— What to work on —
Which lines of the entries hold the string "format"? Copy each one.

— Provided entries —

--- START ---

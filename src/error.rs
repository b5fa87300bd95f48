use reqwest::StatusCode;

pub type Result<T> = std::result::Result<T, Error>;

#[derive(Debug, thiserror::Error)]
pub enum Error {
    #[error("HTTP request failed: {0}")]
    Http(#[from] reqwest::Error),

    #[error("remote returned {0}")]
    Status(StatusCode),

    #[error("invalid JSON: {0}")]
    Json(#[from] serde_json::Error),

    #[error("storage I/O failed: {0}")]
    Io(#[from] std::io::Error),

    #[error("invalid task record: {0}")]
    InvalidRecord(String),

    /// Category indices are 1-based; zero and negatives never name a category.
    #[error("category index must start at 1, got {0}")]
    InvalidCategory(i64),

    #[error("category index {0} is too large")]
    CategoryOutOfRange(i64),

    #[error("no category at index {0}")]
    UnknownCategory(u32),

    #[error("task rejected: {0}")]
    Rejected(String),
}
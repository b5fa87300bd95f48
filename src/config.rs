use serde::{Deserialize, Serialize};
use std::path::{Path, PathBuf};

use crate::error::Result;

pub const CONFIG_FILE: &str = "config.json";
pub const DEFAULT_STORAGE_KEY: &str = "tasks";

fn default_data_dir() -> PathBuf {
    dirs::data_local_dir()
        .unwrap_or_else(|| PathBuf::from("~/.local/share"))
        .join("tasklist")
}

pub fn default_config_path() -> PathBuf {
    dirs::config_dir()
        .unwrap_or_else(|| PathBuf::from("~/.config"))
        .join("tasklist")
        .join(CONFIG_FILE)
}

#[derive(Clone, Debug, Deserialize, Eq, PartialEq, Serialize)]
#[serde(default)]
pub struct TasklistConfig {
    /// Where saved tasks live.
    pub data_directory: PathBuf,
    /// The fixed key the task collection is saved under.
    pub storage_key: String,
    /// Baseline task feed. Without one, startup only restores saved tasks.
    pub remote_url: Option<String>,
    pub debug_logging: bool,
}

impl Default for TasklistConfig {
    fn default() -> Self {
        Self {
            data_directory: default_data_dir(),
            storage_key: DEFAULT_STORAGE_KEY.to_string(),
            remote_url: None,
            debug_logging: false,
        }
    }
}

impl TasklistConfig {
    /// Read the config at `path`. A missing file gives the defaults.
    pub fn load(path: &Path) -> Result<Self> {
        match std::fs::read_to_string(path) {
            Ok(content) => Ok(serde_json::from_str(&content)?),
            Err(e) if e.kind() == std::io::ErrorKind::NotFound => Ok(Self::default()),
            Err(e) => Err(e.into()),
        }
    }

    /// Apply `TASKLIST_*` overrides looked up through `var`.
    pub fn with_overrides(mut self, var: impl Fn(&str) -> Option<String>) -> Self {
        if let Some(url) = var("TASKLIST_REMOTE_URL") {
            let url = url.trim().to_string();
            self.remote_url = (!url.is_empty()).then_some(url);
        }
        if let Some(dir) = var("TASKLIST_DATA_DIR").filter(|d| !d.trim().is_empty()) {
            self.data_directory = PathBuf::from(dir.trim());
        }
        if let Some(flag) = var("TASKLIST_DEBUG") {
            self.debug_logging = matches!(flag.trim(), "1" | "true" | "yes" | "on");
        }
        self
    }

    pub fn with_env(self) -> Self {
        self.with_overrides(|name| std::env::var(name).ok())
    }

    pub fn remote_url(&self) -> Option<&str> {
        self.remote_url
            .as_deref()
            .map(str::trim)
            .filter(|u| !u.is_empty())
    }

    pub fn storage_path(&self) -> PathBuf {
        self.data_directory.join(format!("{}.json", self.storage_key))
    }
}

#[cfg(test)]
mod tests {
    use super::*;
    use std::collections::HashMap;

    #[test]
    fn missing_file_gives_defaults() {
        let dir = tempfile::tempdir().unwrap();
        let config = TasklistConfig::load(&dir.path().join(CONFIG_FILE)).unwrap();
        assert_eq!(config, TasklistConfig::default());
        assert_eq!(config.storage_key, "tasks");
        assert_eq!(config.remote_url(), None);
    }

    #[test]
    fn partial_file_fills_in_defaults() {
        let dir = tempfile::tempdir().unwrap();
        let path = dir.path().join(CONFIG_FILE);
        std::fs::write(&path, r#"{"remote_url":"https://example.com/tasks.json"}"#).unwrap();
        let config = TasklistConfig::load(&path).unwrap();
        assert_eq!(config.remote_url(), Some("https://example.com/tasks.json"));
        assert_eq!(config.storage_key, DEFAULT_STORAGE_KEY);
        assert!(!config.debug_logging);
    }

    #[test]
    fn malformed_file_is_an_error() {
        let dir = tempfile::tempdir().unwrap();
        let path = dir.path().join(CONFIG_FILE);
        std::fs::write(&path, "{remote_url").unwrap();
        assert!(TasklistConfig::load(&path).is_err());
    }

    #[test]
    fn overrides_replace_file_values() {
        let vars: HashMap<&str, &str> = [
            ("TASKLIST_REMOTE_URL", " http://localhost:8080/tasks "),
            ("TASKLIST_DATA_DIR", "/tmp/tasks"),
            ("TASKLIST_DEBUG", "1"),
        ]
        .into_iter()
        .collect();
        let config = TasklistConfig::default()
            .with_overrides(|name| vars.get(name).map(|v| v.to_string()));
        assert_eq!(config.remote_url(), Some("http://localhost:8080/tasks"));
        assert_eq!(
            config.storage_path(),
            PathBuf::from("/tmp/tasks/tasks.json")
        );
        assert!(config.debug_logging);
    }

    #[test]
    fn blank_remote_override_disables_remote() {
        let config = TasklistConfig {
            remote_url: Some("https://example.com".to_string()),
            ..TasklistConfig::default()
        }
        .with_overrides(|name| (name == "TASKLIST_REMOTE_URL").then(String::new));
        assert_eq!(config.remote_url(), None);
    }
}
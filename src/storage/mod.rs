pub mod merge;

use std::collections::HashMap;
use std::path::{Path, PathBuf};
use uuid::Uuid;

use crate::core::record::{TaskRecord, decode_records, encode_records};
use crate::core::task::Task;
use crate::error::{Error, Result};

/// A durable string key-value store.
pub trait KeyValueStore {
    fn read(&self, key: &str) -> Result<Option<String>>;
    fn write(&mut self, key: &str, value: &str) -> Result<()>;
}

/// Stores each key as `<dir>/<key>.json`. Writes replace the file atomically.
#[derive(Debug, Clone)]
pub struct FileStore {
    dir: PathBuf,
}

impl FileStore {
    pub fn new(dir: impl Into<PathBuf>) -> Self {
        Self { dir: dir.into() }
    }

    pub fn dir(&self) -> &Path {
        &self.dir
    }

    fn path_for(&self, key: &str) -> PathBuf {
        self.dir.join(format!("{}.json", key))
    }
}

impl KeyValueStore for FileStore {
    fn read(&self, key: &str) -> Result<Option<String>> {
        match std::fs::read_to_string(self.path_for(key)) {
            Ok(content) => Ok(Some(content)),
            Err(e) if e.kind() == std::io::ErrorKind::NotFound => Ok(None),
            Err(e) => Err(e.into()),
        }
    }

    fn write(&mut self, key: &str, value: &str) -> Result<()> {
        std::fs::create_dir_all(&self.dir)?;
        let tmp = self.dir.join(format!(".{}.{}.tmp", key, Uuid::new_v4()));
        std::fs::write(&tmp, value)?;
        if let Err(e) = std::fs::rename(&tmp, self.path_for(key)) {
            let _ = std::fs::remove_file(&tmp);
            return Err(e.into());
        }
        Ok(())
    }
}

/// In-process store with no durability.
#[derive(Debug, Clone, Default)]
pub struct MemoryStore {
    entries: HashMap<String, String>,
    /// When set every write fails, standing in for a full disk.
    pub fail_writes: bool,
}

impl MemoryStore {
    pub fn new() -> Self {
        Self::default()
    }

    pub fn get(&self, key: &str) -> Option<&str> {
        self.entries.get(key).map(String::as_str)
    }

    pub fn insert(&mut self, key: &str, value: impl Into<String>) {
        self.entries.insert(key.to_string(), value.into());
    }
}

impl KeyValueStore for MemoryStore {
    fn read(&self, key: &str) -> Result<Option<String>> {
        Ok(self.entries.get(key).cloned())
    }

    fn write(&mut self, key: &str, value: &str) -> Result<()> {
        if self.fail_writes {
            return Err(Error::Io(std::io::Error::new(
                std::io::ErrorKind::StorageFull,
                "quota exceeded",
            )));
        }
        self.entries.insert(key.to_string(), value.to_string());
        Ok(())
    }
}

/// The task collection's slot in a [`KeyValueStore`], under one fixed key.
#[derive(Debug, Clone)]
pub struct TaskStorage<S> {
    backend: S,
    key: String,
}

impl<S: KeyValueStore> TaskStorage<S> {
    pub fn new(backend: S, key: impl Into<String>) -> Self {
        Self {
            backend,
            key: key.into(),
        }
    }

    pub fn key(&self) -> &str {
        &self.key
    }

    pub fn backend(&self) -> &S {
        &self.backend
    }

    pub fn backend_mut(&mut self) -> &mut S {
        &mut self.backend
    }

    /// Replace the stored collection with `tasks`.
    pub fn save(&mut self, tasks: &[Task]) -> Result<()> {
        let records: Vec<TaskRecord> = tasks.iter().map(Task::to_record).collect();
        let json = encode_records(&records)?;
        self.backend.write(&self.key, &json)?;
        log::debug!("Saved {} tasks under {:?}", records.len(), self.key);
        Ok(())
    }

    /// Read the stored records. Absent, unreadable or malformed data yields nothing.
    pub fn load(&self) -> Vec<TaskRecord> {
        let content = match self.backend.read(&self.key) {
            Ok(Some(content)) => content,
            Ok(None) => {
                log::debug!("No saved tasks under {:?}", self.key);
                return Vec::new();
            }
            Err(e) => {
                log::warn!("Failed to read saved tasks: {}", e);
                return Vec::new();
            }
        };
        match decode_records(&content) {
            Ok(records) => records,
            Err(e) => {
                log::warn!("Ignoring malformed saved tasks: {}", e);
                Vec::new()
            }
        }
    }
}

#[cfg(test)]
mod tests {
    use super::*;
    use crate::core::category::Category;
    use crate::core::urgency::{DueDate, Urgency};
    use chrono::NaiveDate;

    fn sample_tasks() -> Vec<Task> {
        let now = NaiveDate::from_ymd_opt(2025, 1, 1)
            .unwrap()
            .and_hms_opt(0, 0, 0)
            .unwrap();
        vec![
            Task::new(
                1u64,
                Category::new(1).unwrap(),
                Urgency::Unurgent,
                DueDate::Unset,
                "water plants",
                "Dana",
                now,
            ),
            Task::new(
                "x",
                Category::new(4).unwrap(),
                Urgency::Low,
                DueDate::parse("2025-03-01"),
                "",
                "Omer",
                now,
            ),
        ]
    }

    #[test]
    fn file_store_roundtrip() {
        let dir = tempfile::tempdir().unwrap();
        let mut store = FileStore::new(dir.path().join("nested"));
        assert_eq!(store.read("tasks").unwrap(), None);
        store.write("tasks", "[]").unwrap();
        store.write("tasks", "[1]").unwrap();
        assert_eq!(store.read("tasks").unwrap().as_deref(), Some("[1]"));

        // No temp files left behind.
        let names: Vec<_> = std::fs::read_dir(store.dir())
            .unwrap()
            .map(|e| e.unwrap().file_name().into_string().unwrap())
            .collect();
        assert_eq!(names, vec!["tasks.json".to_string()]);
    }

    #[test]
    fn save_then_load_gives_same_tasks() {
        let tasks = sample_tasks();
        let mut storage = TaskStorage::new(MemoryStore::new(), "tasks");
        storage.save(&tasks).unwrap();
        let now = NaiveDate::from_ymd_opt(2025, 1, 1)
            .unwrap()
            .and_hms_opt(0, 0, 0)
            .unwrap();
        let loaded: Vec<Task> = storage
            .load()
            .into_iter()
            .map(|r| Task::from_record(r, now).unwrap())
            .collect();
        assert_eq!(loaded, tasks);
    }

    #[test]
    fn load_tolerates_missing_and_malformed_data() {
        let mut storage = TaskStorage::new(MemoryStore::new(), "tasks");
        assert!(storage.load().is_empty());

        storage.backend_mut().insert("tasks", "{not json");
        assert!(storage.load().is_empty());

        storage.backend_mut().insert("tasks", r#""a string""#);
        assert!(storage.load().is_empty());
    }

    #[test]
    fn write_failures_surface_as_errors() {
        let mut storage = TaskStorage::new(MemoryStore::new(), "tasks");
        storage.backend_mut().fail_writes = true;
        assert!(matches!(storage.save(&sample_tasks()), Err(Error::Io(_))));
        assert_eq!(storage.backend().get("tasks"), None);
    }
}
use crate::language::{
    collections::{ArrayExpression, ArrayIndexing},
    context::CompilationContext,
    expression::Expression,
    scope::{Function, Scope},
    tuple::TupleExpression,
    types::{ArrayType, Primitive, TuplePattern},
};

/// A parsed file: the global scope plus what the emitter must generate for it.
#[derive(Clone, Debug)]
pub struct Program {
    pub scope: Scope,
    pub context: CompilationContext,
}

#[derive(Clone, Debug)]
pub enum Statement {
    Declaration(Declaration),
    Assignment(Assignment),
    Selection(Selection),
    Loop(Loop),
    Jump(Jump),
    Function(FunctionDef),
    Macro(MacroCall),
    /// A bare trailing expression: the function's return value.
    Expression(ReturnValue),
    ScopeCloser,
}

#[derive(Clone, Debug)]
pub enum Declaration {
    Variable {
        name: String,
        ty: Primitive,
        value: Expression,
    },
    Array {
        name: String,
        ty: ArrayType,
        value: ArrayExpression,
    },
    Tuple {
        name: String,
        pattern: TuplePattern,
        value: TupleExpression,
    },
}

#[derive(Clone, Debug)]
pub enum Assignment {
    Variable { name: String, value: Expression },
    Array { name: String, value: ArrayExpression },
    Tuple { name: String, value: TupleExpression },
    Element { target: ArrayIndexing, value: Expression },
}

/// An `if` chain. Every clause owns its block.
#[derive(Clone, Debug)]
pub struct Selection {
    pub clauses: Vec<Clause>,
}

#[derive(Clone, Debug)]
pub struct Clause {
    pub kind: ClauseKind,
    pub body: Scope,
}

#[derive(Clone, Debug)]
pub enum ClauseKind {
    If(Expression),
    ElseIf(Expression),
    Else,
}

#[derive(Clone, Debug)]
pub struct Loop {
    pub condition: Expression,
    pub body: Scope,
}

#[derive(Clone, Copy, Debug, PartialEq, Eq)]
pub enum Jump {
    Break,
    Continue,
}

#[derive(Clone, Debug)]
pub struct FunctionDef {
    pub signature: Function,
    pub body: Scope,
}

#[derive(Clone, Copy, Debug, PartialEq, Eq)]
pub enum MacroKind {
    Print,
    Println,
    Panic,
}

impl MacroKind {
    pub fn from_name(name: &str) -> Option<Self> {
        match name {
            "print" => Some(MacroKind::Print),
            "println" => Some(MacroKind::Println),
            "panic" => Some(MacroKind::Panic),
            _ => None,
        }
    }
}

#[derive(Clone, Debug)]
pub struct MacroCall {
    pub kind: MacroKind,
    pub argument: Expression,
}

#[derive(Clone, Debug)]
pub enum ReturnValue {
    Primitive(Expression),
    Array(ArrayExpression),
    Tuple(TupleExpression),
}

impl Statement {
    pub fn is_return(&self) -> bool {
        matches!(self, Statement::Expression(_))
    }

    /// True if a `break` for the innermost enclosing loop appears in this
    /// statement, looking through conditionals but not into nested loops.
    pub fn breaks_loop(&self) -> bool {
        match self {
            Statement::Jump(Jump::Break) => true,
            Statement::Selection(selection) => selection
                .clauses
                .iter()
                .any(|clause| clause.body.statements.iter().any(Statement::breaks_loop)),
            _ => false,
        }
    }
}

--- END ---

— Written solution —
        self.data_directory.join(format!("{}.json", self.storage_key))
        self.dir.join(format!("{}.json", key))
        let tmp = self.dir.join(format!(".{}.{}.tmp", key, Uuid::new_v4()));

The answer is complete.